_Task brief_: Please copy out every line in the entries that includes the word "Function".

[Start of section]

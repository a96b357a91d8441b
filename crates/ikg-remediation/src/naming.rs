//! Dialect-specific resource-type and identifier naming.

use ikg_core::{Provider, ResourceType};

/// Terraform/OpenTofu resource type for a handful of common
/// `(provider, resourceType)` pairs; falls back to a generic
/// `<provider>_<resource_type>` form for everything else, since this
/// core does not ship a full provider schema.
#[must_use]
pub fn tf_resource_type(provider: Provider, resource_type: ResourceType) -> String {
    use Provider::{Aws, Azure, Gcp};
    use ResourceType::{Bucket, Compute, Database, Function, IamRole, LoadBalancer, SecurityGroup, Vpc};

    match (provider, resource_type) {
        (Aws, Compute) => "aws_instance".to_string(),
        (Aws, Database) => "aws_db_instance".to_string(),
        (Aws, Bucket) => "aws_s3_bucket".to_string(),
        (Aws, Vpc) => "aws_vpc".to_string(),
        (Aws, SecurityGroup) => "aws_security_group".to_string(),
        (Aws, LoadBalancer) => "aws_lb".to_string(),
        (Aws, Function) => "aws_lambda_function".to_string(),
        (Aws, IamRole) => "aws_iam_role".to_string(),
        (Gcp, Compute) => "google_compute_instance".to_string(),
        (Gcp, Database) => "google_sql_database_instance".to_string(),
        (Gcp, Bucket) => "google_storage_bucket".to_string(),
        (Azure, Compute) => "azurerm_linux_virtual_machine".to_string(),
        (Azure, Database) => "azurerm_mssql_database".to_string(),
        (Azure, Bucket) => "azurerm_storage_account".to_string(),
        _ => format!("{}_{}", provider_slug(provider), resource_type_slug(resource_type)),
    }
}

/// Pulumi's TypeScript SDK resource type, e.g. `aws.ec2.Instance`.
#[must_use]
pub fn pulumi_resource_type(provider: Provider, resource_type: ResourceType) -> String {
    format!("{}.{}", provider_slug(provider), pascal_case(&resource_type_slug(resource_type)))
}

/// CloudFormation resource type. AWS-only per the dialect support matrix.
#[must_use]
pub fn cloudformation_resource_type(resource_type: ResourceType) -> String {
    use ResourceType::{Bucket, Compute, Database, Function, IamRole, LoadBalancer, SecurityGroup, Vpc};

    match resource_type {
        Compute => "AWS::EC2::Instance".to_string(),
        Database => "AWS::RDS::DBInstance".to_string(),
        Bucket => "AWS::S3::Bucket".to_string(),
        Vpc => "AWS::EC2::VPC".to_string(),
        SecurityGroup => "AWS::EC2::SecurityGroup".to_string(),
        LoadBalancer => "AWS::ElasticLoadBalancingV2::LoadBalancer".to_string(),
        Function => "AWS::Lambda::Function".to_string(),
        IamRole => "AWS::IAM::Role".to_string(),
        other => format!("AWS::Custom::{}", pascal_case(&resource_type_slug(other))),
    }
}

fn provider_slug(provider: Provider) -> String {
    serde_json::to_value(provider).ok().and_then(|v| v.as_str().map(str::to_string)).unwrap_or_default()
}

fn resource_type_slug(resource_type: ResourceType) -> String {
    serde_json::to_value(resource_type)
        .ok()
        .and_then(|v| v.as_str().map(str::to_string))
        .unwrap_or_default()
        .replace('-', "_")
}

#[must_use]
pub fn pascal_case(snake_or_kebab: &str) -> String {
    snake_or_kebab
        .split(|c| c == '_' || c == '-')
        .filter(|part| !part.is_empty())
        .map(|part| {
            let mut chars = part.chars();
            chars.next().map_or_else(String::new, |first| first.to_uppercase().collect::<String>() + chars.as_str())
        })
        .collect()
}

#[must_use]
pub fn camel_case(snake_or_kebab: &str) -> String {
    let pascal = pascal_case(snake_or_kebab);
    let mut chars = pascal.chars();
    chars.next().map_or_else(String::new, |first| first.to_lowercase().collect::<String>() + chars.as_str())
}

/// A valid identifier for use as a Terraform resource name or Pulumi
/// variable name: lowercase alphanumerics and underscores only.
#[must_use]
pub fn sanitize_identifier(name: &str) -> String {
    let mut out: String = name
        .chars()
        .map(|c| if c.is_ascii_alphanumeric() { c.to_ascii_lowercase() } else { '_' })
        .collect();
    if out.chars().next().is_some_and(|c| c.is_ascii_digit()) {
        out.insert(0, '_');
    }
    if out.is_empty() {
        out.push('_');
    }
    out
}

[End of section]

_Written answer_:
    use ResourceType::{Bucket, Compute, Database, Function, IamRole, LoadBalancer, SecurityGroup, Vpc};
        (Aws, Function) => "aws_lambda_function".to_string(),
    use ResourceType::{Bucket, Compute, Database, Function, IamRole, LoadBalancer, SecurityGroup, Vpc};
        Function => "AWS::Lambda::Function".to_string(),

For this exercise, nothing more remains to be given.